Zoom Search Engine FAQ - Troubleshooting problems

Q. Why is there no search form on my search page?

First of all, make sure you are opening the correct file from your browser. For PHP, ASP, and CGI, the search page to open in your browser (and link to from your other webpages) should be either "search.php", "search.asp" and "search.cgi" respectively. It is NOT "search_template.html". This is a template file used by the script to determine the layout it should produce. For the Javascript version, the search page is "search.html".

Second, make sure you have not selected "Do not generate" for the Search Form option in the Configuration Window (under the "Search Page" tab). If so, change this back to "Basic form" or "Advanced form" and re-index and upload your files for the change to take effect.

If you have checked the above two things, and your search page still would not show a form, then you should make sure your "search_template.html" is not corrupted. It must contain a HTML comment <!--ZOOMSEARCH--> on a seperate line. There are also other important HTML lines for the Javascript version which must not be removed.

Note: Some web authoring applications such as FrontPage and MS Word (see here for more issues with MS Word) have options which "compresses" the HTML by removing code it considers to be irrelevant. Often, these options will remove important code required by Zoom. Make sure you have these options disabled when dealing with Zoom related files.

GoLive CS is another application that has been found to be a culprit of this behaviour. The offending option in GoLive CS can be turned off under "Export Site Options"->"Strip Options..." and unchecking the "Comments" box.

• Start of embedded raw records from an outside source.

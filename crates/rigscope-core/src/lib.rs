//! Core math and configuration for rigscope.
//!
//! This crate holds everything that does not touch a renderer:
//! - [`euler`]: intrinsic XYZ Euler angles, 4x4 decomposition and composition
//! - [`pose`]: intrinsics, scale factors, and extrinsics-to-pose resolution
//! - [`keypoints`]: keypoint projection, the hand skeleton, image-plane placement
//! - [`options`]: viewer configuration
//! - [`error`]: the shared error type

// Documentation lints - internal functions don't need exhaustive panic/error docs
#![allow(clippy::missing_panics_doc)]
#![allow(clippy::missing_errors_doc)]
// Builder patterns return Self which doesn't need must_use
#![allow(clippy::must_use_candidate)]
// Single-letter math names (r00, fx, cx) are conventional here
#![allow(clippy::many_single_char_names)]
#![allow(clippy::similar_names)]

pub mod color;
pub mod error;
pub mod euler;
pub mod keypoints;
pub mod options;
pub mod pose;
pub mod visibility;

pub use color::Color;
pub use error::{Result, RigError};
pub use euler::{compose, decompose, matrix_from_rows, EulerXyz, RigidityCheck};
pub use keypoints::{image_plane_pose, project_keypoints, HAND_EDGES, HAND_JOINT_COUNT};
pub use options::{KeypointPolicy, RecordPolicy, ViewerOptions};
pub use pose::{
    project_to_image, resolve, ExtrinsicsConvention, Intrinsics, Placement, Resolution,
    ResolvedPose, ScaleFactors,
};
pub use visibility::{LayerVisibility, VisualLayer};

// Re-export glam types for convenience
pub use glam::{DMat3, DMat4, DVec2, DVec3};
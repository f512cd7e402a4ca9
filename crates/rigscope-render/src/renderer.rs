//! The renderer interface consumed by camera devices.

use glam::{DVec2, DVec3};
use rigscope_core::{Color, Placement};

use crate::asset::AssetFuture;
use crate::handle::ObjectHandle;

/// Surface style of a loaded model.
#[derive(Debug, Clone, Copy, PartialEq)]
pub struct Appearance {
    pub color: Color,
    pub opacity: f64,
    /// Draw an opaque wireframe over the translucent surface.
    pub wireframe: bool,
}

/// A scene graph that can create, place, show and remove objects.
///
/// `create_*` and `load_*` produce objects that are not yet in the scene;
/// [`Renderer::add_object`] inserts them. [`Renderer::remove_object`] takes an
/// object out of the scene and releases it, whether or not it was added.
/// Unknown handles are ignored.
pub trait Renderer {
    /// Inserts an object into the scene.
    fn add_object(&mut self, handle: ObjectHandle);

    /// Removes an object from the scene and releases it.
    fn remove_object(&mut self, handle: ObjectHandle);

    /// Shows or hides an object.
    fn set_visible(&mut self, handle: ObjectHandle, visible: bool);

    /// Moves and orients an object.
    fn set_transform(&mut self, handle: ObjectHandle, placement: Placement);

    /// Recolors an object.
    fn set_appearance(&mut self, handle: ObjectHandle, appearance: Appearance);

    /// Creates a keypoint marker at `position`.
    fn create_point_marker(&mut self, position: DVec3, color: Color, size: f64) -> ObjectHandle;

    /// Creates a line segment from `a` to `b`.
    fn create_line(&mut self, a: DVec3, b: DVec3, color: Color, opacity: f64) -> ObjectHandle;

    /// Moves both endpoints of a line created with [`Renderer::create_line`].
    fn set_line_endpoints(&mut self, handle: ObjectHandle, a: DVec3, b: DVec3);

    /// Creates a text label at `position`.
    fn create_text_label(&mut self, position: DVec3, text: &str, color: Color) -> ObjectHandle;

    /// Creates an axes indicator of the given length.
    fn create_axes(&mut self, size: f64) -> ObjectHandle;

    /// Creates a flat rectangle of `size` (width, height) in scene units.
    fn create_plane(&mut self, size: DVec2, color: Color, opacity: f64) -> ObjectHandle;

    /// Starts loading a 3D model.
    fn load_model(&mut self, path: &str) -> AssetFuture;

    /// Starts loading an image and mapping it onto a rectangle placed at
    /// `placement`, sized by `pixels_per_unit`.
    fn load_image_plane(
        &mut self,
        path: &str,
        placement: Placement,
        pixels_per_unit: f64,
        opacity: f64,
    ) -> AssetFuture;
}
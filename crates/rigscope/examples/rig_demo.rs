//! Loads a rig into a headless scene, edits one camera and prints what changed.
//!
//! Usage: `cargo run --example rig_demo -- [dataset.json] [options.json]`
//! Defaults to the hand rig used by the integration tests.

use std::path::{Path, PathBuf};

use rigscope::*;

fn main() -> Result<()> {
    init_logging();

    let mut args = std::env::args().skip(1);
    let dataset = args.next().map_or_else(
        || PathBuf::from(concat!(env!("CARGO_MANIFEST_DIR"), "/tests/data/hand_rig.json")),
        PathBuf::from,
    );
    let options = match args.next() {
        Some(path) => ViewerOptions::from_json_file(path)?,
        None => ViewerOptions::default(),
    };

    let asset_root = dataset
        .parent()
        .map_or_else(|| Path::new(".").to_path_buf(), Path::to_path_buf);
    let mut scene = HeadlessScene::with_asset_root(asset_root);
    let mut registry = RigRegistry::new();

    let report = pollster::block_on(load_rig(
        &FileSource::new(&dataset),
        &mut scene,
        &mut registry,
        &options,
    ))?;
    println!(
        "Loaded {} cameras from {} ({} skipped)",
        report.loaded.len(),
        dataset.display(),
        report.skipped.len()
    );
    for skipped in &report.skipped {
        println!("  skipped {}: {}", skipped.cam_id, skipped.error);
    }
    for warning in &report.warnings {
        println!("  warning: {warning}");
    }

    // A couple of frames so the model and image loads can land.
    for frame in 0..2 {
        if frame == 1 {
            scene.complete_pending_loads();
        }
        let summary = registry.poll_assets(&mut scene);
        println!(
            "frame {frame}: {} attached, {} failed, {} pending",
            summary.attached,
            summary.failed.len(),
            summary.pending
        );
    }

    let mut panel = build_control_panel(&registry);
    for controls in panel.iter() {
        println!(
            "{:>14} {:<8} pos [{}] rot [{}] deg",
            controls.cam_id,
            controls.label,
            [PoseField::PosX, PoseField::PosY, PoseField::PosZ]
                .map(|f| controls.field_text(f))
                .join(", "),
            [PoseField::RotX, PoseField::RotY, PoseField::RotZ]
                .map(|f| controls.field_text(f))
                .join(", "),
        );
    }

    let Some(first) = registry.cam_ids().first().map(|id| (*id).to_string()) else {
        return Ok(());
    };

    // Nudge the first camera the way the UI would.
    set_pose_field(&mut registry, &mut scene, &first, PoseField::PosZ, "0.5")?;
    set_pose_field(&mut registry, &mut scene, &first, PoseField::RotY, "15")?;
    refresh_controls(&mut panel, &registry);
    set_global_layer_visibility(
        &mut registry,
        &mut panel,
        &mut scene,
        VisualLayer::ProjectionLines,
        false,
    );

    if let Some(device) = registry.get(&first) {
        let pose = device.current_pose();
        println!(
            "camera {first} moved to {:.4} rotated {:.2} deg",
            pose.translation,
            pose.rotation.to_degrees()
        );
        if let Some(Some(px)) = device.reprojection().first() {
            println!("  wrist keypoint reprojects to pixel ({:.1}, {:.1})", px.x, px.y);
        }
    }
    if let Some((min, max)) = registry.extents() {
        println!("rig extents: {min:.3} .. {max:.3}");
    }
    println!("scene holds {} objects", scene.num_objects());
    Ok(())
}
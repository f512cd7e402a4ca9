//! Dataset model and sources.
//!
//! A dataset is a JSON document with a `cameras` array. Each entry is parsed
//! on its own so one malformed camera does not spoil the rest.

use std::collections::HashSet;
use std::fmt;
use std::future::Future;
use std::path::PathBuf;

use glam::DVec3;
use rigscope_core::{resolve, Color, Intrinsics, Result, RigError, ScaleFactors, ViewerOptions};
use rigscope_structures::{CameraSpec, ImageInfo};
use serde::Deserialize;

/// Where dataset text comes from.
pub trait DatasetSource {
    /// Human-readable location used in errors and logs.
    fn location(&self) -> String;

    /// Fetches the dataset text.
    fn fetch(&self) -> impl Future<Output = std::io::Result<String>>;
}

/// A dataset file on disk.
#[derive(Debug, Clone)]
pub struct FileSource {
    path: PathBuf,
}

impl FileSource {
    pub fn new(path: impl Into<PathBuf>) -> Self {
        Self { path: path.into() }
    }
}

impl DatasetSource for FileSource {
    fn location(&self) -> String {
        self.path.display().to_string()
    }

    fn fetch(&self) -> impl Future<Output = std::io::Result<String>> {
        let path = self.path.clone();
        async move { std::fs::read_to_string(path) }
    }
}

/// Dataset text held in memory.
#[derive(Debug, Clone)]
pub struct InlineSource {
    name: String,
    text: String,
}

impl InlineSource {
    pub fn new(name: impl Into<String>, text: impl Into<String>) -> Self {
        Self {
            name: name.into(),
            text: text.into(),
        }
    }
}

impl DatasetSource for InlineSource {
    fn location(&self) -> String {
        self.name.clone()
    }

    fn fetch(&self) -> impl Future<Output = std::io::Result<String>> {
        std::future::ready(Ok(self.text.clone()))
    }
}

/// The top level of a dataset. Cameras stay raw until validated one by one.
#[derive(Debug, Deserialize)]
pub struct RawDataset {
    pub cameras: Vec<serde_json::Value>,
}

/// Parses dataset text.
pub fn parse_dataset(text: &str, location: &str) -> Result<RawDataset> {
    serde_json::from_str(text).map_err(|cause| RigError::DatasetParse {
        location: location.to_string(),
        cause,
    })
}

/// A camera id written as a string or an integer.
#[derive(Debug, Clone, PartialEq, Eq, Deserialize)]
#[serde(untagged)]
pub enum CameraId {
    Text(String),
    Number(i64),
}

impl fmt::Display for CameraId {
    fn fmt(&self, f: &mut fmt::Formatter<'_>) -> fmt::Result {
        match self {
            Self::Text(s) => f.write_str(s),
            Self::Number(n) => write!(f, "{n}"),
        }
    }
}

/// A color written as CSS-like text or an `[r, g, b]` array of 0-255 values.
#[derive(Debug, Clone, PartialEq, Deserialize)]
#[serde(untagged)]
pub enum ColorSpec {
    Text(String),
    Rgb([f64; 3]),
}

impl ColorSpec {
    pub fn to_color(&self) -> Option<Color> {
        match self {
            Self::Text(s) => Color::parse(s),
            Self::Rgb(rgb) => Color::from_rgb255(*rgb),
        }
    }
}

/// Image dimensions and optional texture path.
#[derive(Debug, Clone, Deserialize)]
pub struct ImageRecord {
    pub width: u32,
    pub height: u32,
    #[serde(default)]
    pub path: Option<String>,
}

/// One camera entry as written in the dataset.
#[derive(Debug, Clone, Deserialize)]
pub struct CameraRecord {
    pub cam_id: CameraId,
    #[serde(default)]
    pub cam_label: Option<String>,
    pub intrinsics: Vec<f64>,
    pub extrinsics: Vec<Vec<f64>>,
    #[serde(default)]
    pub color: Option<ColorSpec>,
    pub image: ImageRecord,
    #[serde(default)]
    pub points: Vec<[f64; 3]>,
    #[serde(default)]
    pub trans_scale: Option<f64>,
    #[serde(default)]
    pub points_scale: Option<f64>,
    #[serde(default)]
    pub focal_scale: Option<f64>,
    #[serde(default)]
    pub model: Option<String>,
}

/// A validated camera ready to be built.
#[derive(Debug, Clone)]
pub struct ParsedCamera {
    pub spec: CameraSpec,
    /// Set when the extrinsics failed the rigidity check.
    pub warning: Option<String>,
}

impl CameraRecord {
    /// Validates the record and resolves its pose.
    pub fn into_parsed(self, options: &ViewerOptions) -> Result<ParsedCamera> {
        let cam_id = self.cam_id.to_string();

        let intrinsics = Intrinsics::from_slice(&self.intrinsics).ok_or_else(|| {
            RigError::record(&cam_id, "intrinsics must be 4 finite numbers [fx, fy, cx, cy]")
        })?;
        let rows = extrinsics_rows(&self.extrinsics)
            .ok_or_else(|| {
                RigError::record(&cam_id, "extrinsics must be 4 rows of 4 finite numbers")
            })?;

        let color = match &self.color {
            Some(spec) => spec
                .to_color()
                .ok_or_else(|| RigError::record(&cam_id, format!("unrecognized color {spec:?}")))?,
            None => Color::default(),
        };

        if self.image.width == 0 || self.image.height == 0 {
            return Err(RigError::record(&cam_id, "image dimensions must be non-zero"));
        }

        let points_local: Vec<DVec3> = self.points.iter().map(|p| DVec3::from_array(*p)).collect();
        if !points_local.iter().all(|p| p.is_finite()) {
            return Err(RigError::record(&cam_id, "keypoints must be finite"));
        }

        let defaults = options.default_scale;
        let scale = ScaleFactors {
            trans_scale: self.trans_scale.unwrap_or(defaults.trans_scale),
            points_scale: self.points_scale.unwrap_or(defaults.points_scale),
            focal_scale: self.focal_scale.unwrap_or(defaults.focal_scale),
        };
        if ![scale.trans_scale, scale.points_scale, scale.focal_scale]
            .iter()
            .all(|s| s.is_finite())
        {
            return Err(RigError::record(&cam_id, "scale factors must be finite"));
        }

        let resolution = resolve(&rows, options.convention, &scale, options.rigid_tolerance);
        let warning = if resolution.is_rigid {
            None
        } else {
            let msg = format!(
                "camera '{cam_id}': extrinsics are not rigid (max error {:.2e})",
                resolution.rigidity.max_error()
            );
            log::warn!("{msg}");
            Some(msg)
        };

        let spec = CameraSpec {
            label: self.cam_label.unwrap_or_else(|| format!("Cam {cam_id}")),
            cam_id,
            color,
            intrinsics,
            pose: resolution.pose,
            points_local,
            image: ImageInfo {
                width: self.image.width,
                height: self.image.height,
                path: self.image.path,
            },
            scale,
            model_path: self.model.or_else(|| options.model_path.clone()),
        };
        Ok(ParsedCamera { spec, warning })
    }
}

fn extrinsics_rows(rows: &[Vec<f64>]) -> Option<[[f64; 4]; 4]> {
    if rows.len() != 4 {
        return None;
    }
    let mut out = [[0.0; 4]; 4];
    for (dst, src) in out.iter_mut().zip(rows) {
        if src.len() != 4 || !src.iter().all(|v| v.is_finite()) {
            return None;
        }
        dst.copy_from_slice(src);
    }
    Some(out)
}

/// Best-effort id of a raw entry, for error messages.
fn raw_cam_id(value: &serde_json::Value, index: usize) -> String {
    match value.get("cam_id") {
        Some(serde_json::Value::String(s)) => s.clone(),
        Some(serde_json::Value::Number(n)) => n.to_string(),
        _ => format!("#{index}"),
    }
}

/// Validates every camera entry.
///
/// Returns one result per entry, in order. A repeated `cam_id` is an error
/// for every entry after the first.
pub fn parse_cameras(
    raw: RawDataset,
    options: &ViewerOptions,
) -> Vec<(String, Result<ParsedCamera>)> {
    let mut seen = HashSet::new();
    raw.cameras
        .into_iter()
        .enumerate()
        .map(|(index, value)| {
            let id = raw_cam_id(&value, index);
            let parsed = serde_json::from_value::<CameraRecord>(value)
                .map_err(|e| RigError::record(&id, e.to_string()))
                .and_then(|record| record.into_parsed(options))
                .and_then(|parsed| {
                    if seen.insert(parsed.spec.cam_id.clone()) {
                        Ok(parsed)
                    } else {
                        Err(RigError::DuplicateCamera(parsed.spec.cam_id))
                    }
                });
            (id, parsed)
        })
        .collect()
}

#[cfg(test)]
mod tests {
    use super::*;

    const CAMERA: &str = r#"{
        "cam_id": 1,
        "intrinsics": [600, 600, 320, 240],
        "extrinsics": [[1,0,0,1000],[0,1,0,2000],[0,0,1,3000],[0,0,0,1]],
        "color": "rgb(255, 0, 0)",
        "image": { "width": 640, "height": 480 },
        "points": [[0, 0, 500]],
        "trans_scale": 0.001,
        "extra_field": true
    }"#;

    fn record(text: &str) -> CameraRecord {
        serde_json::from_str(text).unwrap()
    }

    #[test]
    fn test_record_parses_and_resolves() {
        let parsed = record(CAMERA).into_parsed(&ViewerOptions::default()).unwrap();
        let spec = parsed.spec;
        assert_eq!(spec.cam_id, "1");
        assert_eq!(spec.label, "Cam 1");
        assert_eq!(spec.color, Color::new(1.0, 0.0, 0.0));
        assert!((spec.pose.translation - DVec3::new(1.0, 2.0, 3.0)).length() < 1e-12);
        assert_eq!(spec.scale.points_scale, 1.0);
        assert_eq!(spec.model_path.as_deref(), Some("assets/camera.obj"));
        assert!(parsed.warning.is_none());
    }

    #[test]
    fn test_string_and_numeric_ids() {
        assert_eq!(CameraId::Number(3).to_string(), "3");
        let id: CameraId = serde_json::from_str(r#""left""#).unwrap();
        assert_eq!(id.to_string(), "left");
    }

    #[test]
    fn test_bad_shapes_are_record_errors() {
        let opts = ViewerOptions::default();
        let bad_k = CAMERA.replace("[600, 600, 320, 240]", "[600, 600, 320]");
        assert!(matches!(
            record(&bad_k).into_parsed(&opts),
            Err(RigError::CameraRecord { .. })
        ));

        let bad_e = CAMERA.replace(",[0,0,0,1]]", "]");
        assert!(record(&bad_e).into_parsed(&opts).is_err());

        let bad_color = CAMERA.replace("rgb(255, 0, 0)", "blurple");
        assert!(record(&bad_color).into_parsed(&opts).is_err());
    }

    #[test]
    fn test_color_array() {
        let text = CAMERA.replace(r#""rgb(255, 0, 0)""#, "[0, 255, 0]");
        let parsed = record(&text).into_parsed(&ViewerOptions::default()).unwrap();
        assert_eq!(parsed.spec.color, Color::new(0.0, 1.0, 0.0));
    }

    #[test]
    fn test_non_rigid_is_a_warning() {
        let text = CAMERA.replace("[1,0,0,1000]", "[2,0,0,1000]");
        let parsed = record(&text).into_parsed(&ViewerOptions::default()).unwrap();
        assert!(parsed.warning.is_some());
    }

    #[test]
    fn test_parse_cameras_flags_duplicates_and_garbage() {
        let text = format!(r#"{{ "cameras": [{CAMERA}, {CAMERA}, {{ "cam_id": "x" }}, 5] }}"#);
        let raw = parse_dataset(&text, "inline").unwrap();
        let results = parse_cameras(raw, &ViewerOptions::default());
        assert_eq!(results.len(), 4);
        assert!(results[0].1.is_ok());
        assert!(matches!(results[1].1, Err(RigError::DuplicateCamera(_))));
        assert_eq!(results[2].0, "x");
        assert!(matches!(results[2].1, Err(RigError::CameraRecord { .. })));
        assert_eq!(results[3].0, "#3");
    }

    #[test]
    fn test_missing_camera_list_is_parse_error() {
        assert!(matches!(
            parse_dataset(r#"{ "frames": [] }"#, "inline"),
            Err(RigError::DatasetParse { .. })
        ));
    }

    #[test]
    fn test_inline_source() {
        let source = InlineSource::new("mem", "{}");
        assert_eq!(source.location(), "mem");
        assert_eq!(pollster::block_on(source.fetch()).unwrap(), "{}");
    }
}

If you suspect your search template ("search_template.html" or "search.html" ) has been corrupted, rename the file (for backup purposes - eg. "search_template_old.html"), and re-index your site to the same output directory. The Indexer will generate a new default search template when it finds that it is missing. You can then compare the two files to see if anything important was removed, or just start from scratch with the new default template - making sure to not remove the required lines of code again.

Q. Why are some of my pages being skipped in the indexer?

The best way to determine why a page was found but then skipped is to turn on "Skipped" messages on the Indexer's "Log" tab. Now when you index your website, the indexer will display the files it skips, and most importantly, the reason they are skipped.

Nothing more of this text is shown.